À distance du positivisme qui entoure ces technologies comme d’une critique constructiviste extérieure à son objet, cette thèse cherche à décrire l’émergence de médiations d’un nouveau type qui se saisissent des traces conversationnelles du web social pour la mesure de l’opinion, et renouvellent ainsi le contenu épistémologique et politique de cette catégorie. Partant de l’hypothèse d’une pluralité des formes de l’opinion et des dispositifs qui la mesurent, nous suivons ainsi un ensemble extrêmement varié de modélisations, construites par des start-ups et entreprises innovantes. Nous nous intéressons ainsi dans un premier temps les tentatives de redéfinition de la notion de représentativité par l’échantillonnage de publics mobilisés et influents. Dans un second temps, nous étudions le modèle qui semble l’emporter sur ce marché, fondé sur des logiciels visant l’indexation exhaustive et continue des traces de la conversation en ligne. Mesurant l’opinion comme un flux continu d’événements singuliers, ces instruments rompent définitivement avec l’idée de représentativité et réactualisent une grammaire de l’opinion comme activité collective et discursive, attentive aux dynamiques médiatiques et relationnelles de la discussion en ligne. Ce régime indiciel de connaissance des opinions délaisse donc la quantification des majorités et des minorités pour la mesure des mobilisations et des mouvements de l’opinion.

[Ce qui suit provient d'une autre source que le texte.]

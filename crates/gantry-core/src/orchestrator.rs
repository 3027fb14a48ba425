//! The install orchestrator: decides order, drives the wire protocol per
//! module, and keeps local status reconciled with server truth.
//!
//! A pass is strictly sequential. Later modules may depend on modules
//! installed moments earlier in the same pass, so there is no parallelism to
//! be had here, and all tracker mutation happens on the orchestrating task.

use std::collections::HashSet;
use std::path::Path;
use std::sync::Arc;
use std::time::Duration;

use serde::Serialize;
use tokio::time::{Instant, sleep};
use tokio_util::sync::CancellationToken;

use crate::client::schema::InstallRequest;
use crate::client::ModuleService;
use crate::error::ServiceError;
use crate::graph::DependencyGraph;
use crate::matcher;
use crate::tracker::{ModuleStatus, StatusTracker, VERSION_NOT_INSTALLED};

/// Knobs for the confirm step.
#[derive(Debug, Clone)]
pub struct OrchestratorOptions {
    /// Poll the installed list after each install call until the module
    /// shows up healthy. Turning this off trusts the install reply alone.
    pub confirm_install: bool,

    /// Ceiling on one module's confirm polling.
    pub confirm_timeout: Duration,

    /// Sleep between installed-list polls.
    pub poll_interval: Duration,
}

impl Default for OrchestratorOptions {
    fn default() -> Self {
        Self {
            confirm_install: true,
            confirm_timeout: Duration::from_secs(60),
            poll_interval: Duration::from_secs(2),
        }
    }
}

/// Outcome counts handed back to the caller after a pass.
#[derive(Debug, Clone, Copy, Default, PartialEq, Eq, Serialize)]
pub struct PassSummary {
    /// Modules that reached `Installed` during this pass.
    pub installed: usize,
    /// Modules that reached `Failed` during this pass.
    pub failed: usize,
    /// Modules skipped because their prerequisites were not installed yet.
    pub skipped: usize,
    /// Graph keys with no artifact in the discovery set.
    pub missing: usize,
}

impl PassSummary {
    pub fn has_failures(&self) -> bool {
        self.failed > 0
    }
}

/// Drives install passes over one tracker, one graph, and one server.
pub struct InstallOrchestrator {
    service: Arc<dyn ModuleService>,
    graph: DependencyGraph,
    tracker: StatusTracker,
    options: OrchestratorOptions,
    cancel: CancellationToken,
}

impl InstallOrchestrator {
    pub fn new(
        service: Arc<dyn ModuleService>,
        graph: DependencyGraph,
        tracker: StatusTracker,
    ) -> Self {
        Self {
            service,
            graph,
            tracker,
            options: OrchestratorOptions::default(),
            cancel: CancellationToken::new(),
        }
    }

    pub fn with_options(mut self, options: OrchestratorOptions) -> Self {
        self.options = options;
        self
    }

    /// Attach a token the caller may cancel; it is honored between modules,
    /// never in the middle of one.
    pub fn with_cancellation(mut self, cancel: CancellationToken) -> Self {
        self.cancel = cancel;
        self
    }

    pub fn tracker(&self) -> &StatusTracker {
        &self.tracker
    }

    /// Walk the dependency graph in declaration order and install every
    /// eligible module, then reconcile against the server.
    ///
    /// Eligibility is judged against the set of modules installed earlier in
    /// this same pass, which starts empty: a module whose prerequisites are
    /// declared later in the table gets skipped, not deferred.
    pub async fn install_all(&mut self) -> PassSummary {
        let keys: Vec<(String, Vec<String>)> = self
            .graph
            .iter()
            .map(|e| (e.name.clone(), e.requires.clone()))
            .collect();

        self.tracker.begin_pass(keys.len());
        self.tracker
            .log(format!("Starting install pass over {} modules", keys.len()));

        let mut installed_this_pass: HashSet<String> = HashSet::new();
        let mut summary = PassSummary::default();

        for (key, requires) in keys {
            if self.cancel.is_cancelled() {
                self.tracker.log("Pass cancelled; remaining modules untouched");
                return summary;
            }

            if !self.graph.eligible(&key, &installed_this_pass) {
                if let Some(index) = matcher::find_record_index(&key, self.tracker.records()) {
                    self.tracker.mark_skipped(index);
                }
                self.tracker.log(format!(
                    "Skipping {key}, dependencies not satisfied: {}",
                    requires.join(", ")
                ));
                self.tracker.advance();
                summary.skipped += 1;
                continue;
            }

            let Some(index) = matcher::find_record_index(&key, self.tracker.records()) else {
                self.tracker.log(format!("No artifact found for {key}"));
                self.tracker.advance();
                summary.missing += 1;
                continue;
            };

            if self.drive_module(index).await == ModuleStatus::Installed {
                installed_this_pass.insert(key);
                summary.installed += 1;
            } else {
                summary.failed += 1;
            }
            self.tracker.advance();
        }

        self.tracker.finish_pass();
        self.log_pass_end(&summary);
        self.reconcile().await;
        summary
    }

    /// Install exactly the modules named by `keys`, ignoring dependency
    /// gating. This is the operator's override, so unknown keys only log.
    pub async fn install_selected(&mut self, keys: &[String]) -> PassSummary {
        let targets: Vec<(String, Option<usize>)> = keys
            .iter()
            .map(|key| {
                (
                    key.clone(),
                    matcher::find_record_index(key, self.tracker.records()),
                )
            })
            .collect();

        self.tracker.begin_pass(targets.len());
        self.tracker
            .log(format!("Installing {} selected modules", targets.len()));
        let mut summary = PassSummary::default();

        for (key, index) in targets {
            if self.cancel.is_cancelled() {
                self.tracker.log("Pass cancelled; remaining modules untouched");
                return summary;
            }

            match index {
                Some(index) => {
                    if self.drive_module(index).await == ModuleStatus::Installed {
                        summary.installed += 1;
                    } else {
                        summary.failed += 1;
                    }
                }
                None => {
                    self.tracker.log(format!("No artifact found for {key}"));
                    summary.missing += 1;
                }
            }
            self.tracker.advance();
        }

        self.tracker.finish_pass();
        self.log_pass_end(&summary);
        self.reconcile().await;
        summary
    }

    /// Re-drive every module currently in `Failed` state. Modules in any
    /// other state are untouched.
    pub async fn retry_failed(&mut self) -> PassSummary {
        let indices: Vec<usize> = self
            .tracker
            .records()
            .iter()
            .enumerate()
            .filter(|(_, r)| r.status == ModuleStatus::Failed)
            .map(|(i, _)| i)
            .collect();

        self.tracker.begin_pass(indices.len());
        self.tracker
            .log(format!("Retrying {} failed modules", indices.len()));
        let mut summary = PassSummary::default();

        for index in indices {
            if self.cancel.is_cancelled() {
                self.tracker.log("Pass cancelled; remaining modules untouched");
                return summary;
            }

            if self.drive_module(index).await == ModuleStatus::Installed {
                summary.installed += 1;
            } else {
                summary.failed += 1;
            }
            self.tracker.advance();
        }

        self.tracker.finish_pass();
        self.log_pass_end(&summary);
        self.reconcile().await;
        summary
    }

    /// Overwrite local belief with the server's installed list.
    ///
    /// Every record that matches a listed module becomes `Installed` with
    /// the server's version; the rest keep their status but show
    /// `"(not installed)"`. A failed list query leaves everything untouched.
    pub async fn reconcile(&mut self) {
        let list = match self.service.installed().await {
            Ok(list) => list,
            Err(err) => {
                self.tracker
                    .log(format!("Failed to fetch installed modules: {err}"));
                return;
            }
        };

        for record in self.tracker.records_mut() {
            let matched = list
                .iter()
                .find(|remote| matcher::names_overlap(&record.name, &remote.name));
            match matched {
                Some(remote) => {
                    record.installed_version =
                        remote.version.clone().unwrap_or_else(|| "?".to_string());
                    record.status = ModuleStatus::Installed;
                }
                None => {
                    record.installed_version = VERSION_NOT_INSTALLED.to_string();
                }
            }
        }

        self.tracker.log("Installed versions refreshed from server");
    }

    /// Upload, install, and confirm one module. Every fault is downgraded
    /// to a `Failed` status here; nothing escapes the module boundary.
    async fn drive_module(&mut self, index: usize) -> ModuleStatus {
        let (name, path) = {
            let record = &self.tracker.records()[index];
            (record.name.clone(), record.artifact_path.clone())
        };

        self.tracker.mark_installing(index);
        self.tracker.log(format!("Installing {name}..."));

        match self.try_install(&name, &path).await {
            Ok(version) => {
                self.tracker.mark_installed(index);
                if let Some(version) = version {
                    self.tracker.records_mut()[index].installed_version = version;
                }
                self.tracker.log(format!("Installed {name}"));
                ModuleStatus::Installed
            }
            Err(err) => {
                let reason = err.to_string();
                self.tracker.mark_failed(index, &reason);
                self.tracker.log(format!("[{name}] {reason}"));
                ModuleStatus::Failed
            }
        }
    }

    /// The three protocol steps. Returns the version the server reported,
    /// when it reported one.
    async fn try_install(
        &mut self,
        name: &str,
        artifact: &Path,
    ) -> Result<Option<String>, ServiceError> {
        // 1. Upload: a failure here stops the module, no install attempt.
        let metadata = self.service.upload(artifact).await?;
        self.tracker
            .log(format!("[upload] {name} accepted as '{}'", metadata.name));

        // 2. Install the uploaded metadata echo.
        let request = InstallRequest::from_metadata(&metadata);
        let reply = self.service.install(&request).await?;
        if !reply.indicates_success() {
            return Err(ServiceError::Protocol {
                reason: reply.failure_reason(),
            });
        }
        match reply.message.as_deref() {
            Some(message) => self.tracker.log(format!("[install] {name}: {message}")),
            None => self.tracker.log(format!("[install] {name}: ok")),
        }

        // 3. Confirm the server actually activated it.
        if self.options.confirm_install {
            self.confirm_registered(&metadata.name).await?;
            self.tracker
                .log(format!("[confirm] {} registered on server", metadata.name));
        }

        Ok(reply.module.as_ref().and_then(|m| m.version.clone()))
    }

    /// Poll the installed list until `name` appears without its error flag
    /// raised, the deadline passes, or the pass is cancelled. Timing out
    /// means the module is not considered installed, whatever the install
    /// reply said.
    async fn confirm_registered(&mut self, name: &str) -> Result<(), ServiceError> {
        let timeout_secs = self.options.confirm_timeout.as_secs();
        let deadline = Instant::now() + self.options.confirm_timeout;

        while Instant::now() < deadline {
            match self.service.installed().await {
                Ok(list) => {
                    let registered = list
                        .iter()
                        .any(|m| m.name.eq_ignore_ascii_case(name) && m.in_error != Some(true));
                    if registered {
                        return Ok(());
                    }
                }
                Err(err) => {
                    self.tracker
                        .log(format!("[confirm] installed list unavailable: {err}"));
                }
            }

            tokio::select! {
                _ = sleep(self.options.poll_interval) => {}
                _ = self.cancel.cancelled() => break,
            }
        }

        Err(ServiceError::ConfirmationTimeout {
            name: name.to_string(),
            timeout_secs,
        })
    }

    fn log_pass_end(&mut self, summary: &PassSummary) {
        self.tracker.log(format!(
            "Pass finished: {} installed, {} failed, {} skipped, {} without artifacts",
            summary.installed, summary.failed, summary.skipped, summary.missing
        ));
    }
}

Soutenance de thèse le vendredi 9 décembre 2016
Doctorat : Sociologie
Année d’inscription en thèse : 20 septembre 2011
Ecole doctorale : OMI – Organisation, Marchés, Institutions
Jury de thèse:
Loïc Blondiaux, Professeur à l’Université Paris I Sorbonne
Dominique Cardon, Professeur associé à l’Université Paris-Est Marne-la-Vallée
Patrice Flichy, Professeur émérite à l’Université Paris-Est Marne-la-Vallée (directeur)
Alexandre Mallard, Directeur de recherche Mines ParisTech
Cécile Méadel, Professeure à l’Université Paris II Panthéon-Assas
Sylvain Parasie, Maître de conférences à l’Université Paris-Est Marne-la-Vallée (co-directeur)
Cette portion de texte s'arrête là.